Collected data

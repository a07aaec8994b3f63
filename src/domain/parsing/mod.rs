//! Log comment parsing
//!
//! raw comment → [`segment`] → per fragment: route lookup + [`tokenize_events`]
//! → [`build_entry`] → [`parse_day`].

pub mod builder;
pub mod segmenter;
pub mod tokenizer;

pub use builder::build_entry;
pub use segmenter::{segment, Fragment, Segmentation};
pub use tokenizer::{tokenize_events, EventParse};

use crate::domain::climber::ClimberRegistry;
use crate::domain::day::ClimbingDay;
use crate::domain::route::RouteRegistry;
use chrono::NaiveDate;

/// Parse one log row into a climbing day.
///
/// Pure and stateless: the registries are only read, and no state carries
/// over between rows. Never fails for any text.
pub fn parse_day(
    date: NaiveDate,
    place_and_climbers: &str,
    log_text: &str,
    default_climbers: &[String],
    routes: &RouteRegistry,
    climbers: &ClimberRegistry,
) -> ClimbingDay {
    let segmentation = segment(log_text);
    let climb_entries = segmentation
        .fragments
        .iter()
        .map(|fragment| build_entry(fragment, routes, climbers, default_climbers))
        .collect::<Vec<_>>();

    tracing::debug!(%date, entries = climb_entries.len(), "parsed day");

    ClimbingDay {
        date,
        log_text: log_text.to_string(),
        place_and_climbers: place_and_climbers.to_string(),
        climb_entries,
    }
}
//! A day of climbing: one row of the log

use crate::domain::correction::Correction;
use crate::domain::entry::{ClimbEntry, ClimbEvent};
use crate::error::{ClimbError, Result};
use chrono::NaiveDate;
use serde::{Deserialize, Serialize};

/// A day of climbing, keyed by date.
///
/// `log_text` and `place_and_climbers` are kept verbatim so every entry can
/// be traced back to the text it was parsed from.
#[derive(Debug, Clone, PartialEq, Serialize, Deserialize)]
pub struct ClimbingDay {
    pub date: NaiveDate,
    /// The log entry for the day, e.g. "Holderness, Idiot, White Rhino (TA, AS found new beta)"
    pub log_text: String,
    /// Place and climbers header, e.g. "Rumney TA AS w/ Art"
    pub place_and_climbers: String,
    #[serde(default)]
    pub climb_entries: Vec<ClimbEntry>,
}

impl ClimbingDay {
    /// Storage key: the ISO date
    pub fn key(&self) -> String {
        self.date.format("%Y-%m-%d").to_string()
    }

    /// All events of the day, in entry order
    pub fn events(&self) -> impl Iterator<Item = &ClimbEvent> {
        self.climb_entries.iter().flat_map(|e| e.climb_events.iter())
    }

    /// Indices of entries a person should look at
    pub fn entries_needing_review(&self) -> Vec<usize> {
        self.climb_entries
            .iter()
            .enumerate()
            .filter(|(_, e)| e.needs_review())
            .map(|(i, _)| i)
            .collect()
    }

    /// Split the log text around one entry: (before, entry, after)
    pub fn entry_context(&self, idx: usize) -> Option<(&str, &str, &str)> {
        let entry = self.climb_entries.get(idx)?;
        let (start, end) = (entry.idx_entry_start, entry.idx_entry_end);
        if start > end || end > self.log_text.len() {
            return None;
        }
        Some((
            self.log_text.get(..start)?,
            self.log_text.get(start..end)?,
            self.log_text.get(end..)?,
        ))
    }

    /// Return a copy of the day with one entry corrected
    pub fn corrected(&self, idx: usize, correction: Correction) -> Result<ClimbingDay> {
        let entry = self.climb_entries.get(idx).ok_or_else(|| {
            ClimbError::InvalidCorrection(format!(
                "Entry {} does not exist ({} entries on {})",
                idx,
                self.climb_entries.len(),
                self.key()
            ))
        })?;

        let mut day = self.clone();
        day.climb_entries[idx] = entry.corrected(correction);
        Ok(day)
    }
}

• _WORK TO COMPLETE_:
Your answer should be the records themselves, returned word for word.

• _SOLUTION BELOW_:
repository a07aaec8994b3f63
filename src/domain/parsing/mod.rs
//! Log comment parsing
//!
//! raw comment → [`segment`] → per fragment: route lookup + [`tokenize_events`]
//! → [`build_entry`] → [`parse_day`].

pub mod builder;
pub mod segmenter;
pub mod tokenizer;

pub use builder::build_entry;
pub use segmenter::{segment, Fragment, Segmentation};
pub use tokenizer::{tokenize_events, EventParse};

use crate::domain::climber::ClimberRegistry;
use crate::domain::day::ClimbingDay;
use crate::domain::route::RouteRegistry;
use chrono::NaiveDate;

/// Parse one log row into a climbing day.
///
/// Pure and stateless: the registries are only read, and no state carries
/// over between rows. Never fails for any text.
pub fn parse_day(
    date: NaiveDate,
    place_and_climbers: &str,
    log_text: &str,
    default_climbers: &[String],
    routes: &RouteRegistry,
    climbers: &ClimberRegistry,
) -> ClimbingDay {
    let segmentation = segment(log_text);
    let climb_entries = segmentation
        .fragments
        .iter()
        .map(|fragment| build_entry(fragment, routes, climbers, default_climbers))
        .collect::<Vec<_>>();

    tracing::debug!(%date, entries = climb_entries.len(), "parsed day");

    ClimbingDay {
        date,
        log_text: log_text.to_string(),
        place_and_climbers: place_and_climbers.to_string(),
        climb_entries,
    }
}
//! A day of climbing: one row of the log

use crate::domain::correction::Correction;
use crate::domain::entry::{ClimbEntry, ClimbEvent};
use crate::error::{ClimbError, Result};
use chrono::NaiveDate;
use serde::{Deserialize, Serialize};

/// A day of climbing, keyed by date.
///
/// `log_text` and `place_and_climbers` are kept verbatim so every entry can
/// be traced back to the text it was parsed from.
#[derive(Debug, Clone, PartialEq, Serialize, Deserialize)]
pub struct ClimbingDay {
    pub date: NaiveDate,
    /// The log entry for the day, e.g. "Holderness, Idiot, White Rhino (TA, AS found new beta)"
    pub log_text: String,
    /// Place and climbers header, e.g. "Rumney TA AS w/ Art"
    pub place_and_climbers: String,
    #[serde(default)]
    pub climb_entries: Vec<ClimbEntry>,
}

impl ClimbingDay {
    /// Storage key: the ISO date
    pub fn key(&self) -> String {
        self.date.format("%Y-%m-%d").to_string()
    }

    /// All events of the day, in entry order
    pub fn events(&self) -> impl Iterator<Item = &ClimbEvent> {
        self.climb_entries.iter().flat_map(|e| e.climb_events.iter())
    }

    /// Indices of entries a person should look at
    pub fn entries_needing_review(&self) -> Vec<usize> {
        self.climb_entries
            .iter()
            .enumerate()
            .filter(|(_, e)| e.needs_review())
            .map(|(i, _)| i)
            .collect()
    }

    /// Split the log text around one entry: (before, entry, after)
    pub fn entry_context(&self, idx: usize) -> Option<(&str, &str, &str)> {
        let entry = self.climb_entries.get(idx)?;
        let (start, end) = (entry.idx_entry_start, entry.idx_entry_end);
        if start > end || end > self.log_text.len() {
            return None;
        }
        Some((
            self.log_text.get(..start)?,
            self.log_text.get(start..end)?,
            self.log_text.get(end..)?,
        ))
    }

    /// Return a copy of the day with one entry corrected
    pub fn corrected(&self, idx: usize, correction: Correction) -> Result<ClimbingDay> {
        let entry = self.climb_entries.get(idx).ok_or_else(|| {
            ClimbError::InvalidCorrection(format!(
                "Entry {} does not exist ({} entries on {})",
                idx,
                self.climb_entries.len(),
                self.key()
            ))
        })?;

        let mut day = self.clone();
        day.climb_entries[idx] = entry.corrected(correction);
        Ok(day)
    }
}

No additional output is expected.